Auteur naturaliste, qui cherche à montrer des lois de causalité, sociales et biologiques, dans les destinées de ses personnages, Zola mêle deux intrigues dans ce roman. D’une part, la passion amoureuse interdite de Renée et Maxime Saccard, qui constitue une réécriture explicite du mythe de Phèdre. D’autre part, la course aux millions d’Aristide Saccard et de
ses associés, véritable affairiste qui profite des travaux haussmanniens pour s’enrichir de façon malhonnête. La “curée” est un terme de vénerie qui désigne la portion d’une bête que l’on laisse aux chiens de chasse, ces chiens dont, par analogie, Aristide serait un exemple.

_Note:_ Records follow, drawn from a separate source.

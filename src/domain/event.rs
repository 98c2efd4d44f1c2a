//! Raw match-event rows and the fields the delta pipelines read from them.

use crate::domain::{GroupKey, MatchId, ScoreParseError};
use serde::{Deserialize, Serialize};
use thiserror::Error;

pub const MATCH_ID_INDEX: usize = 2;
pub const PERIOD_INDEX: usize = 5;
pub const PLAYER_ID_INDEX: usize = 6;
pub const PLAYER_NAME_INDEX: usize = 7;
pub const TEAM_INDEX: usize = 11;
pub const SCORE_INDEX: usize = 24;

/// Why a single input record was skipped. Never fatal.
#[derive(Debug, Clone, PartialEq, Eq, Error)]
pub enum RecordError {
    #[error("record has {found} fields, needs more than {max_index}")]
    TooFewFields { found: usize, max_index: usize },
    #[error("required field {0} is empty")]
    EmptyField(&'static str),
    #[error(transparent)]
    Score(#[from] ScoreParseError),
    #[error("match id {0:?} is not an integer")]
    InvalidMatchId(String),
    #[error("frequency {0:?} is not an integer")]
    InvalidCount(String),
}

impl RecordError {
    /// True for failures that count as parse failures rather than shape
    /// problems.
    pub fn is_parse_failure(&self) -> bool {
        matches!(
            self,
            RecordError::Score(_) | RecordError::InvalidMatchId(_) | RecordError::InvalidCount(_)
        )
    }
}

/// Which identity deltas are attributed to.
#[derive(Debug, Clone, Copy, PartialEq, Eq, Hash, Serialize, Deserialize)]
#[serde(rename_all = "lowercase")]
pub enum KeyVariant {
    /// `team#period`
    Team,
    /// `playerId#playerName`
    Player,
}

impl KeyVariant {
    fn required_fields(&self) -> [(&'static str, usize); 4] {
        match self {
            KeyVariant::Team => [
                ("team", TEAM_INDEX),
                ("period", PERIOD_INDEX),
                ("score", SCORE_INDEX),
                ("match_id", MATCH_ID_INDEX),
            ],
            KeyVariant::Player => [
                ("player_id", PLAYER_ID_INDEX),
                ("player_name", PLAYER_NAME_INDEX),
                ("score", SCORE_INDEX),
                ("match_id", MATCH_ID_INDEX),
            ],
        }
    }
}

/// One comma-split input line.
#[derive(Debug, Clone, PartialEq, Eq)]
pub struct RawEventRecord {
    fields: Vec<String>,
}

impl RawEventRecord {
    /// Split a line on `,`. No quoting rules apply to match-event rows.
    pub fn parse_line(line: &str) -> Self {
        let line = line.trim_end_matches(&['\r', '\n'][..]);
        Self {
            fields: line.split(',').map(str::to_string).collect(),
        }
    }

    pub fn from_fields(fields: Vec<String>) -> Self {
        Self { fields }
    }

    pub fn len(&self) -> usize {
        self.fields.len()
    }

    pub fn is_empty(&self) -> bool {
        self.fields.is_empty()
    }

    fn field(&self, index: usize) -> &str {
        self.fields.get(index).map(String::as_str).unwrap_or("")
    }

    /// Validate shape and pull out the fields the delta pipelines use.
    pub fn event_fields(&self, variant: KeyVariant) -> Result<EventFields, RecordError> {
        if self.fields.len() <= SCORE_INDEX {
            return Err(RecordError::TooFewFields {
                found: self.fields.len(),
                max_index: SCORE_INDEX,
            });
        }

        for (name, index) in variant.required_fields() {
            if self.field(index).is_empty() {
                return Err(RecordError::EmptyField(name));
            }
        }

        Ok(EventFields {
            match_id: self.field(MATCH_ID_INDEX).to_string(),
            period: self.field(PERIOD_INDEX).to_string(),
            player_id: self.field(PLAYER_ID_INDEX).to_string(),
            player_name: self.field(PLAYER_NAME_INDEX).to_string(),
            team: self.field(TEAM_INDEX).to_string(),
            score_token: self.field(SCORE_INDEX).to_string(),
        })
    }

    /// The raw match id field, used for partition routing. Empty when absent.
    pub fn match_id_field(&self) -> &str {
        self.field(MATCH_ID_INDEX)
    }
}

/// Fields of an accepted event row, still in string form.
#[derive(Debug, Clone, PartialEq, Eq, Serialize, Deserialize)]
pub struct EventFields {
    pub match_id: String,
    pub period: String,
    pub player_id: String,
    pub player_name: String,
    pub team: String,
    pub score_token: String,
}

impl EventFields {
    pub fn parse_match_id(&self) -> Result<MatchId, RecordError> {
        self.match_id
            .trim()
            .parse::<i64>()
            .map(MatchId::new)
            .map_err(|_| RecordError::InvalidMatchId(self.match_id.clone()))
    }

    pub fn group_key(&self, variant: KeyVariant) -> GroupKey {
        match variant {
            KeyVariant::Team => GroupKey::compose(&self.team, &self.period),
            KeyVariant::Player => GroupKey::compose(&self.player_id, &self.player_name),
        }
    }
}
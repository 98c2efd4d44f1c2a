use anyhow::Context;
use clap::Parser;
use scoreswing::cli::Cli;
use scoreswing::{Config, FileLineSource, Pipeline};

#[tokio::main]
async fn main() {
    // Initialize tracing
    tracing_subscriber::fmt()
        .with_writer(std::io::stderr)
        .with_env_filter(
            tracing_subscriber::EnvFilter::from_default_env()
                .add_directive(tracing_subscriber::filter::LevelFilter::INFO.into()),
        )
        .init();

    let cli = Cli::parse();

    if let Err(e) = run(cli).await {
        eprintln!("Error: {:#}", e);
        std::process::exit(1);
    }
}

async fn run(cli: Cli) -> anyhow::Result<()> {
    let config = Config::from_env().context("loading configuration from environment")?;
    let config = cli.apply(config).context("applying command-line overrides")?;

    let source = FileLineSource::new(&cli.input);
    let report = Pipeline::new(config)
        .run_to_file(cli.job, &source, &cli.output)
        .await
        .with_context(|| format!("running {} on {}", cli.job, cli.input.display()))?;

    tracing::info!(
        run_id = %report.run_id,
        output_lines = report.output_lines,
        digest = %report.output_digest,
        "done"
    );
    Ok(())
}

► Le voyage de Monsieur Périchon, d’Eugène Labiche (1860)
Le bourgeois est sans nul doute le personnage-type du 19ème siècle. Un auteur de cette époque l’a croqué en portrait avec un grand brio : c’est Eugène Labiche. On pourrait même dire que Labiche fut au règne de Napoléon III ce que Molière avait été à celui de Louis XIV. Comme chez Molière, l’intrigue théâtrale permet à Labiche de peindre avec drôlerie les mœurs contemporaines. Avec 𝘓𝘦 𝘝𝘰𝘺𝘢𝘨𝘦 𝘥𝘦 𝘔𝘰𝘯𝘴𝘪𝘦𝘶𝘳 𝘗𝘦𝘳𝘳𝘪𝘤𝘩𝘰𝘯 la destination alpine du riche carrossier parisien et de sa famille n’est qu’un prétexte ; la pièce de vaudeville est davantage un voyage au cœur du Second Empire. (durée 6min43)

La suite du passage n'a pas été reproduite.